Requirement → Line by line, copy the material below exactly as given.

Dataset content →
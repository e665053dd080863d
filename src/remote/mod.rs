mod connection;
mod rpc_error;

pub use connection::{Connection, ConnectionBuilder, RequestContext};
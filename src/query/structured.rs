use serde_json::{json, Value as JsonValue};

use crate::codec::encode_value;
use crate::query::builder::{FieldFilter, StructuredQuery};

pub(crate) fn encode_structured_query(query: &StructuredQuery) -> JsonValue {
    let mut structured = serde_json::Map::new();

    structured.insert(
        "from".to_string(),
        json!([{ "collectionId": query.collection_id }]),
    );

    let filters: Vec<_> = query.filters.iter().map(encode_field_filter).collect();
    structured.insert(
        "where".to_string(),
        json!({
            "compositeFilter": {
                "op": "AND",
                "filters": filters
            }
        }),
    );

    if !query.order_by.is_empty() {
        let orders: Vec<_> = query
            .order_by
            .iter()
            .map(|order| {
                json!({
                    "field": { "fieldPath": order.field().canonical_string() },
                    "direction": order.direction().as_str(),
                })
            })
            .collect();
        structured.insert("orderBy".to_string(), JsonValue::Array(orders));
    }

    if let Some(limit) = query.limit {
        structured.insert("limit".to_string(), json!(limit));
    }

    if let Some(offset) = query.offset {
        structured.insert("offset".to_string(), json!(offset));
    }

    if !query.start_at.is_empty() {
        structured.insert(
            "startAt".to_string(),
            encode_cursor(&query.start_at, true),
        );
    }

    if !query.end_at.is_empty() {
        structured.insert("endAt".to_string(), encode_cursor(&query.end_at, false));
    }

    JsonValue::Object(structured)
}

fn encode_field_filter(filter: &FieldFilter) -> JsonValue {
    json!({
        "fieldFilter": {
            "field": { "fieldPath": filter.field().canonical_string() },
            "op": filter.operator().as_str(),
            "value": encode_value(filter.value())
        }
    })
}

// Both cursors are inclusive: startAt positions before the anchor, endAt
// after it.
fn encode_cursor(values: &[crate::value::Value], start: bool) -> JsonValue {
    json!({
        "values": values.iter().map(encode_value).collect::<Vec<_>>(),
        "before": start,
    })
}

#[cfg(test)]
mod tests {
    use crate::query::QueryBuilder;
    use serde_json::json;

    #[test]
    fn encodes_full_request_body() {
        let body = QueryBuilder::new("users")
            .equal([("account", "2")])
            .greater_than([("age", 21i64)])
            .descending(["age"])
            .limit(10)
            .offset(5)
            .into_search()
            .unwrap()
            .request_body();

        assert_eq!(
            body,
            json!({
                "structuredQuery": {
                    "from": [ { "collectionId": "users" } ],
                    "where": {
                        "compositeFilter": {
                            "op": "AND",
                            "filters": [
                                {
                                    "fieldFilter": {
                                        "field": { "fieldPath": "account" },
                                        "op": "EQUAL",
                                        "value": { "stringValue": "2" }
                                    }
                                },
                                {
                                    "fieldFilter": {
                                        "field": { "fieldPath": "age" },
                                        "op": "GREATER_THAN",
                                        "value": { "integerValue": "21" }
                                    }
                                }
                            ]
                        }
                    },
                    "orderBy": [
                        { "field": { "fieldPath": "age" }, "direction": "DESCENDING" }
                    ],
                    "limit": 10,
                    "offset": 5
                }
            })
        );
    }

    #[test]
    fn encodes_cursors_with_before_markers() {
        let body = QueryBuilder::new("users")
            .equal([("account", "2")])
            .ascending(["age"])
            .start_at(21i64)
            .end_at(65i64)
            .into_search()
            .unwrap()
            .request_body();

        assert_eq!(
            body["structuredQuery"]["startAt"],
            json!({ "values": [ { "integerValue": "21" } ], "before": true })
        );
        assert_eq!(
            body["structuredQuery"]["endAt"],
            json!({ "values": [ { "integerValue": "65" } ], "before": false })
        );
    }

    #[test]
    fn single_filter_still_composited() {
        let body = QueryBuilder::new("users")
            .equal([("account", "2")])
            .into_search()
            .unwrap()
            .request_body();
        assert!(body["structuredQuery"]["where"]["compositeFilter"].is_object());
    }
}
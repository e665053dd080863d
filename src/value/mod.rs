mod value;

pub use value::{Value, ValueKind};
use crate::constants::DEFAULT_DATABASE_ID;

/// Addresses one database: a project id plus a database name.
#[derive(Clone, Debug, PartialEq, Eq, Hash)]
pub struct DatabaseId {
    project_id: String,
    database: String,
}

impl DatabaseId {
    pub fn new(project_id: impl Into<String>, database: impl Into<String>) -> Self {
        Self {
            project_id: project_id.into(),
            database: database.into(),
        }
    }

    pub fn default(project_id: impl Into<String>) -> Self {
        Self::new(project_id, DEFAULT_DATABASE_ID)
    }

    pub fn project_id(&self) -> &str {
        &self.project_id
    }

    pub fn database(&self) -> &str {
        &self.database
    }

    pub fn with_database(&self, database: impl Into<String>) -> Self {
        Self::new(self.project_id.clone(), database)
    }

    /// The `projects/{project}/databases/{database}` resource prefix.
    pub fn resource_name(&self) -> String {
        format!("projects/{}/databases/{}", self.project_id, self.database)
    }
}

Your solution →
repository e665053dd080863d
filename src/remote/mod.rs
mod connection;
mod rpc_error;

pub use connection::{Connection, ConnectionBuilder, RequestContext};
filename src/query/structured.rs
use serde_json::{json, Value as JsonValue};

use crate::codec::encode_value;
use crate::query::builder::{FieldFilter, StructuredQuery};

pub(crate) fn encode_structured_query(query: &StructuredQuery) -> JsonValue {
    let mut structured = serde_json::Map::new();

    structured.insert(
        "from".to_string(),
        json!([{ "collectionId": query.collection_id }]),
    );

    let filters: Vec<_> = query.filters.iter().map(encode_field_filter).collect();
    structured.insert(
        "where".to_string(),
        json!({
            "compositeFilter": {
                "op": "AND",
                "filters": filters
            }
        }),
    );

    if !query.order_by.is_empty() {
        let orders: Vec<_> = query
            .order_by
            .iter()
            .map(|order| {
                json!({
                    "field": { "fieldPath": order.field().canonical_string() },
                    "direction": order.direction().as_str(),
                })
            })
            .collect();
        structured.insert("orderBy".to_string(), JsonValue::Array(orders));
    }

    if let Some(limit) = query.limit {
        structured.insert("limit".to_string(), json!(limit));
    }

    if let Some(offset) = query.offset {
        structured.insert("offset".to_string(), json!(offset));
    }

    if !query.start_at.is_empty() {
        structured.insert(
            "startAt".to_string(),
            encode_cursor(&query.start_at, true),
        );
    }

    if !query.end_at.is_empty() {
        structured.insert("endAt".to_string(), encode_cursor(&query.end_at, false));
    }

    JsonValue::Object(structured)
}

fn encode_field_filter(filter: &FieldFilter) -> JsonValue {
    json!({
        "fieldFilter": {
            "field": { "fieldPath": filter.field().canonical_string() },
            "op": filter.operator().as_str(),
            "value": encode_value(filter.value())
        }
    })
}

// Both cursors are inclusive: startAt positions before the anchor, endAt
// after it.
fn encode_cursor(values: &[crate::value::Value], start: bool) -> JsonValue {
    json!({
        "values": values.iter().map(encode_value).collect::<Vec<_>>(),
        "before": start,
    })
}

#[cfg(test)]
mod tests {
    use crate::query::QueryBuilder;
    use serde_json::json;

    #[test]
    fn encodes_full_request_body() {
        let body = QueryBuilder::new("users")
            .equal([("account", "2")])
            .greater_than([("age", 21i64)])
            .descending(["age"])
            .limit(10)
            .offset(5)
            .into_search()
            .unwrap()
            .request_body();

        assert_eq!(
            body,
            json!({
                "structuredQuery": {
                    "from": [ { "collectionId": "users" } ],
                    "where": {
                        "compositeFilter": {
                            "op": "AND",
                            "filters": [
                                {
                                    "fieldFilter": {
                                        "field": { "fieldPath": "account" },
                                        "op": "EQUAL",
                                        "value": { "stringValue": "2" }
                                    }
                                },
                                {
                                    "fieldFilter": {
                                        "field": { "fieldPath": "age" },
                                        "op": "GREATER_THAN",
                                        "value": { "integerValue": "21" }
                                    }
                                }
                            ]
                        }
                    },
                    "orderBy": [
                        { "field": { "fieldPath": "age" }, "direction": "DESCENDING" }
                    ],
                    "limit": 10,
                    "offset": 5
                }
            })
        );
    }

    #[test]
    fn encodes_cursors_with_before_markers() {
        let body = QueryBuilder::new("users")
            .equal([("account", "2")])
            .ascending(["age"])
            .start_at(21i64)
            .end_at(65i64)
            .into_search()
            .unwrap()
            .request_body();

        assert_eq!(
            body["structuredQuery"]["startAt"],
            json!({ "values": [ { "integerValue": "21" } ], "before": true })
        );
        assert_eq!(
            body["structuredQuery"]["endAt"],
            json!({ "values": [ { "integerValue": "65" } ], "before": false })
        );
    }

    #[test]
    fn single_filter_still_composited() {
        let body = QueryBuilder::new("users")
            .equal([("account", "2")])
            .into_search()
            .unwrap()
            .request_body();
        assert!(body["structuredQuery"]["where"]["compositeFilter"].is_object());
    }
}
repository e665053dd080863d
filename src/value/mod.rs
mod value;

pub use value::{Value, ValueKind};
use crate::constants::DEFAULT_DATABASE_ID;

/// Addresses one database: a project id plus a database name.
#[derive(Clone, Debug, PartialEq, Eq, Hash)]
pub struct DatabaseId {
    project_id: String,
    database: String,
}

impl DatabaseId {
    pub fn new(project_id: impl Into<String>, database: impl Into<String>) -> Self {
        Self {
            project_id: project_id.into(),
            database: database.into(),
        }
    }

    pub fn default(project_id: impl Into<String>) -> Self {
        Self::new(project_id, DEFAULT_DATABASE_ID)
    }

    pub fn project_id(&self) -> &str {
        &self.project_id
    }

    pub fn database(&self) -> &str {
        &self.database
    }

    pub fn with_database(&self, database: impl Into<String>) -> Self {
        Self::new(self.project_id.clone(), database)
    }

    /// The `projects/{project}/databases/{database}` resource prefix.
    pub fn resource_name(&self) -> String {
        format!("projects/{}/databases/{}", self.project_id, self.database)
    }
}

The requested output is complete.